Book Read Free

The Shadowed Mind

Page 13

by Julie Cave


  "What about a part-time nurse to help me care for Dad?" suggested Ella, when the quiet had dragged on for too long.

  "That's not a bad idea," said Micah enthusiastically. "Then Dad could stay at home and you could get a break."

  "I need you to organize that for me," said Ella, surprising herself by her firm tone. "I have my hands full, and I frankly don't have the energy."

  Surprisingly, Micah didn't argue. "Okay, sis, leave it up to me," he said. There was a lengthy pause, then he asked, "How much time do you think Dad has left?"

  "It's hard to say," she said. "He could have as much as five years, or as little as one year. I suppose it depends on how badly he goes downhill."

  "Okay. I'm trying to get some time off work to visit you guys," said Micah. "I'll try to make it as soon as possible."

  Ella suddenly thought of something she wanted to ask her brother. "Do you know anyone Dad might have known named Peter or Henry?"

  "Peter or Henry? Nothing comes to mind immediately. Why?"

  "It would have been from a long time ago," explained Ella. "He seems to have regressed back to a time just after he and Mom got married, before you or I were born."

  "I'm still stumped, Sis. Is it a problem?"

  "I guess not," said Ella tiredly. "It's just that he gets really fixated on those names to the point of hysteria. He's even harassed people at the grocery store. It's like he's trying to find two people called Peter and Henry."

  "Who are you talking to?" Her father's querulous voice startled Ella and almost sent her rocketing off her chair. "Is that Peter? Is it Henry?"

  "Bye, Micah," Ella said hurriedly, then hung up. "Hi, Dad. I was talking to Micah, my brother, your son."

  The old man, clad in his pajamas, frowned. "My son? I don't have a son. Why would you lie about that? Were you talking to Peter or Henry?"

  "No, it wasn't Peter or Henry," said Ella with a sigh. "Come on, let's get you back to bed."

  "I want to talk to them, if you find them," insisted her father. "I must talk to them. I need to apologize."

  At least while he was talking, he allowed Ella to lead him back toward his bedroom.

  "Apologize for what?" she asked curiously.

  He looked at her sideways as they entered his room. "I'm not telling you!" he scoffed. "Just tell me when you find them, okay?"

  "Sure thing," she said, patting the bed. "Time for sleep now."

  This time, she waited by his bed until his eyes started to close. She thought of the times he'd sat beside her bed after she'd had a nightmare or had been convinced there were monsters in the closet. He'd stroked her hair and sung softly to her, comforting her with his presence. As a child, she'd firmly believed that nothing could go wrong if her father was nearby. She had believed he could fix anything.

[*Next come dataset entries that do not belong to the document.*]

// This module implements the x86-64 register configuration used by compilers targeting the
// managed runtime. Managed calls pass integer and reference arguments in RSI, RDX, RCX, R8,
// R9, RDI (a rotation of the System V order so that RDI stays free longest) and native calls
// use the platform ABI: RDI, RSI, RDX, RCX, R8, R9 on Unix and RCX, RDX, R8, R9 with a
// 32-byte home space on Windows. Floating point arguments use XMM0-XMM7 in both
// conventions. Return values are always in RAX or XMM0. RSP and R15 (the thread register)
// are never allocatable; R12 is additionally reserved as the heap base when compressed
// references are enabled. Every allocatable and every parameter register is caller-saved,
// there are no callee-saved registers.

//! x86-64 register configuration.

use super::registers::*;
use crate::core::arch::TargetDescription;
use crate::core::calling_convention::{
    CallingConvention, CallingConventionType, ConventionAssigner, ConventionPools,
};
use crate::core::error::CiResult;
use crate::core::kind::{Lane, ValueKind};
use crate::core::register::Register;
use crate::core::register_config::{compute_caller_saved, init_allocatable, RegisterConfig};
use crate::core::vm_config::VmConfig;
use crate::core::arch::Architecture;
use std::fmt;

/// Registers never handed to the allocator.
pub const RESERVED_REGISTERS: [Register; 2] = [RSP, R15];

/// Heap base register when compressed references are enabled.
pub const HEAP_BASE_REGISTER: Register = R12;

const XMM_PARAMETER_REGISTERS: [Register; 8] = [XMM0, XMM1, XMM2, XMM3, XMM4, XMM5, XMM6, XMM7];

const SYSV_JAVA_PARAMETER_REGISTERS: [Register; 6] = [RSI, RDX, RCX, R8, R9, RDI];
const SYSV_NATIVE_PARAMETER_REGISTERS: [Register; 6] = [RDI, RSI, RDX, RCX, R8, R9];
const WIN64_JAVA_PARAMETER_REGISTERS: [Register; 6] = [RDX, R8, R9, RDI, RSI, RCX];
const WIN64_NATIVE_PARAMETER_REGISTERS: [Register; 4] = [RCX, RDX, R8, R9];

/// x86-64 register configuration.
pub struct Amd64RegisterConfig {
    target: TargetDescription,
    allocatable: Vec<Register>,
    /// Always includes every parameter register.
    caller_saved: Vec<Register>,
    max_frame_size: usize,
    java_general_parameter_registers: &'static [Register],
    native_general_parameter_registers: &'static [Register],
    /// Windows x64 requires a save area for the register arguments.
    needs_native_stack_home_space: bool,
}

impl Amd64RegisterConfig {
    /// Create the configuration, reserving the heap base register if the VM
    /// uses compressed references.
    pub fn new(target: TargetDescription, config: &VmConfig) -> CiResult<Self> {
        let heap_base = config.use_compressed_oops.then_some(HEAP_BASE_REGISTER);
        let allocatable = init_allocatable(
            target.arch.available_value_registers,
            &RESERVED_REGISTERS,
            heap_base,
        )?;
        let result = Self::with_allocatable(target, config, allocatable);
        debug_assert!(result.caller_saved.len() >= result.allocatable.len());
        Ok(result)
    }

    /// Create the configuration with an explicit allocatable list.
    pub fn with_allocatable(target: TargetDescription, config: &VmConfig, allocatable: Vec<Register>) -> Self {
        let (java, native, home_space): (&'static [Register], &'static [Register], bool) =
            if config.windows_os {
                (&WIN64_JAVA_PARAMETER_REGISTERS, &WIN64_NATIVE_PARAMETER_REGISTERS, true)
            } else {
                (&SYSV_JAVA_PARAMETER_REGISTERS, &SYSV_NATIVE_PARAMETER_REGISTERS, false)
            };

        let caller_saved = compute_caller_saved(
            target.arch.registers,
            &[&allocatable, &XMM_PARAMETER_REGISTERS, java, native],
        );

        Self {
            target,
            allocatable,
            caller_saved,
            max_frame_size: config.max_frame_size,
            java_general_parameter_registers: java,
            native_general_parameter_registers: native,
            needs_native_stack_home_space: home_space,
        }
    }

    pub fn target(&self) -> &TargetDescription {
        &self.target
    }

    pub fn needs_native_stack_home_space(&self) -> bool {
        self.needs_native_stack_home_space
    }

    fn general_parameter_registers(&self, ty: CallingConventionType) -> &'static [Register] {
        if ty.is_native() {
            self.native_general_parameter_registers
        } else {
            self.java_general_parameter_registers
        }
    }
}

impl RegisterConfig for Amd64RegisterConfig {
    fn architecture(&self) -> &Architecture {
        &self.target.arch
    }

    fn frame_register(&self) -> Register {
        RSP
    }

    fn allocatable_registers(&self) -> &[Register] {
        &self.allocatable
    }

    fn caller_save_registers(&self) -> &[Register] {
        &self.caller_saved
    }

    fn callee_save_registers(&self) -> Option<&[Register]> {
        None
    }

    fn are_all_allocatable_registers_caller_saved(&self) -> bool {
        true
    }

    fn calling_convention_registers(&self, ty: CallingConventionType, kind: ValueKind) -> &[Register] {
        match kind.lane() {
            Some(Lane::Integer) => self.general_parameter_registers(ty),
            Some(Lane::Float) => &XMM_PARAMETER_REGISTERS,
            None => unreachable!("should not reach here: no parameter registers for {kind:?}"),
        }
    }

    fn return_register(&self, kind: ValueKind) -> Option<Register> {
        match kind.lane()? {
            Lane::Integer => Some(RAX),
            Lane::Float => Some(XMM0),
        }
    }

    fn calling_convention(
        &self,
        ty: CallingConventionType,
        return_kind: ValueKind,
        parameter_kinds: &[ValueKind],
    ) -> CallingConvention {
        // Parameter locations are the same from the caller and callee perspective.
        let general = self.general_parameter_registers(ty);
        let home_space = if ty.is_native() && self.needs_native_stack_home_space {
            general.len() * self.target.word_size
        } else {
            0
        };
        let pools = ConventionPools {
            general,
            float: &XMM_PARAMETER_REGISTERS,
            integer_return: RAX,
            float_return: XMM0,
            word_size: self.target.word_size,
            home_space,
        };
        ConventionAssigner::new(pools, ty).assign(return_kind, parameter_kinds)
    }

    fn maximum_frame_size(&self) -> usize {
        self.max_frame_size
    }
}

impl fmt::Display for Amd64RegisterConfig {
    fn fmt(&self, f: &mut fmt::Formatter<'_>) -> fmt::Result {
        let names = |regs: &[Register]| regs.iter().map(|r| r.name).collect::<Vec<_>>().join(", ");
        writeln!(f, "Allocatable: [{}]", names(&self.allocatable))?;
        writeln!(f, "CallerSave:  [{}]", names(&self.caller_saved))
    }
}

#[cfg(test)]
mod tests {
    use super::*;
    use crate::core::calling_convention::Location;
    use crate::core::register::RegisterSet;

    fn config(windows: bool, compressed: bool) -> Amd64RegisterConfig {
        let vm = VmConfig::for_architecture("amd64")
            .with_windows_os(windows)
            .with_compressed_oops(compressed);
        Amd64RegisterConfig::new(TargetDescription::new(amd64(), 16, true), &vm).unwrap()
    }

    #[test]
    fn test_allocatable_count_with_and_without_heap_base() {
        let plain = config(false, false);
        assert_eq!(plain.allocatable_registers().len(), ALL_REGISTERS.len() - 2);
        assert!(plain.allocatable_registers().contains(&R12));

        let compressed = config(false, true);
        assert_eq!(compressed.allocatable_registers().len(), ALL_REGISTERS.len() - 3);
        assert!(!compressed.allocatable_registers().contains(&R12));
        assert!(!compressed.allocatable_registers().contains(&RSP));
        assert!(!compressed.allocatable_registers().contains(&R15));
    }

    #[test]
    fn test_caller_saved_covers_allocatable_and_parameters() {
        for windows in [false, true] {
            let cfg = config(windows, true);
            let saved = RegisterSet::from_registers(cfg.caller_save_registers());
            let mut pools = RegisterSet::from_registers(cfg.allocatable_registers());
            pools.union(&RegisterSet::from_registers(&XMM_PARAMETER_REGISTERS));
            for ty in [CallingConventionType::ManagedCall, CallingConventionType::NativeCall] {
                pools.union(&RegisterSet::from_registers(
                    cfg.calling_convention_registers(ty, ValueKind::Int),
                ));
            }
            assert_eq!(saved, pools);
            assert!(cfg.callee_save_registers().is_none());
            assert!(cfg.are_all_allocatable_registers_caller_saved());
        }
    }

    #[test]
    fn test_managed_call_mixed_signature() {
        let cfg = config(false, false);
        let params = [
            ValueKind::Int,
            ValueKind::Long,
            ValueKind::Object,
            ValueKind::Int,
            ValueKind::Int,
            ValueKind::Int,
            ValueKind::Double,
        ];
        let cc = cfg.calling_convention(CallingConventionType::ManagedCall, ValueKind::Void, &params);
        let regs: Vec<_> = cc.arguments().iter().map(|l| l.register().unwrap()).collect();
        assert_eq!(regs, vec![RSI, RDX, RCX, R8, R9, RDI, XMM0]);
        assert_eq!(cc.stack_size(), 0);
        assert!(cc.return_location().is_none());
    }

    #[test]
    fn test_managed_call_seventh_integer_goes_to_stack() {
        let cfg = config(false, false);
        let cc = cfg.calling_convention(
            CallingConventionType::ManagedCall,
            ValueKind::Int,
            &[ValueKind::Int; 7],
        );
        match cc.argument(6) {
            Location::Stack(slot) => {
                assert_eq!(slot.offset, 0);
                assert_eq!(slot.size, 8);
            }
            other => panic!("expected stack slot, got {other}"),
        }
        assert_eq!(cc.stack_size(), 8);
        assert_eq!(cc.return_location().unwrap().register(), Some(RAX));
    }

    #[test]
    fn test_windows_native_call_reserves_home_space() {
        let cfg = config(true, false);
        let cc = cfg.calling_convention(CallingConventionType::NativeCall, ValueKind::Float, &[ValueKind::Long; 2]);
        assert_eq!(cc.argument(0).register(), Some(RCX));
        assert_eq!(cc.argument(1).register(), Some(RDX));
        assert_eq!(cc.stack_size(), 32);

        let cc = cfg.calling_convention(CallingConventionType::NativeCall, ValueKind::Void, &[ValueKind::Long; 5]);
        assert_eq!(cc.argument(4).stack_slot().unwrap().offset, 32);
        assert_eq!(cc.stack_size(), 40);

        // Managed calls never reserve home space.
        let cc = cfg.calling_convention(CallingConventionType::ManagedCall, ValueKind::Void, &[ValueKind::Long; 2]);
        assert_eq!(cc.stack_size(), 0);
    }

    #[test]
    fn test_return_registers() {
        let cfg = config(false, false);
        assert_eq!(cfg.return_register(ValueKind::Boolean), Some(RAX));
        assert_eq!(cfg.return_register(ValueKind::Object), Some(RAX));
        assert_eq!(cfg.return_register(ValueKind::Float), Some(XMM0));
        assert_eq!(cfg.return_register(ValueKind::Void), None);
        assert_eq!(cfg.return_register(ValueKind::Illegal), None);
        assert_eq!(cfg.frame_register(), RSP);
    }

    #[test]
    fn test_filter_allocatable_registers() {
        let cfg = config(false, false);
        let fp = cfg.filter_allocatable_registers(ValueKind::Double, cfg.allocatable_registers());
        assert_eq!(fp, XMM_REGISTERS.to_vec());
        let gp = cfg.filter_allocatable_registers(ValueKind::Long, cfg.allocatable_registers());
        assert_eq!(gp.len(), 14);
        assert_eq!(gp[0], RAX);
    }

    #[test]
    #[should_panic(expected = "should not reach here")]
    fn test_void_parameter_registers_is_fatal() {
        config(false, false).calling_convention_registers(CallingConventionType::ManagedCall, ValueKind::Void);
    }
}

  In truth, he could almost fix anything — her bike, the dishwasher, a scraped knee, her hurt at the betrayal of a school friend. Yet he was powerless to fix the decline in his own mind, watching from an unfamiliar place as his world shrunk around him to include only the prison bars through which he watched strangers doing things he could no longer master.

  ****

  Dr. Nelson Sharp didn't appear to mind Detective Cage and Dinah appearing at his office door uninvited the following morning. Neither Cage nor Dinah had gotten much sleep — yet Cage showed no ill effects while Dinah felt like she'd scratched steel wool over her eyes and her head felt full of sand. Her pale blue blouse was creased despite a haphazard attempt to iron it, while Cage's yellow shirt was ironed with starched precision. Dinah resolved to ask him how he did it.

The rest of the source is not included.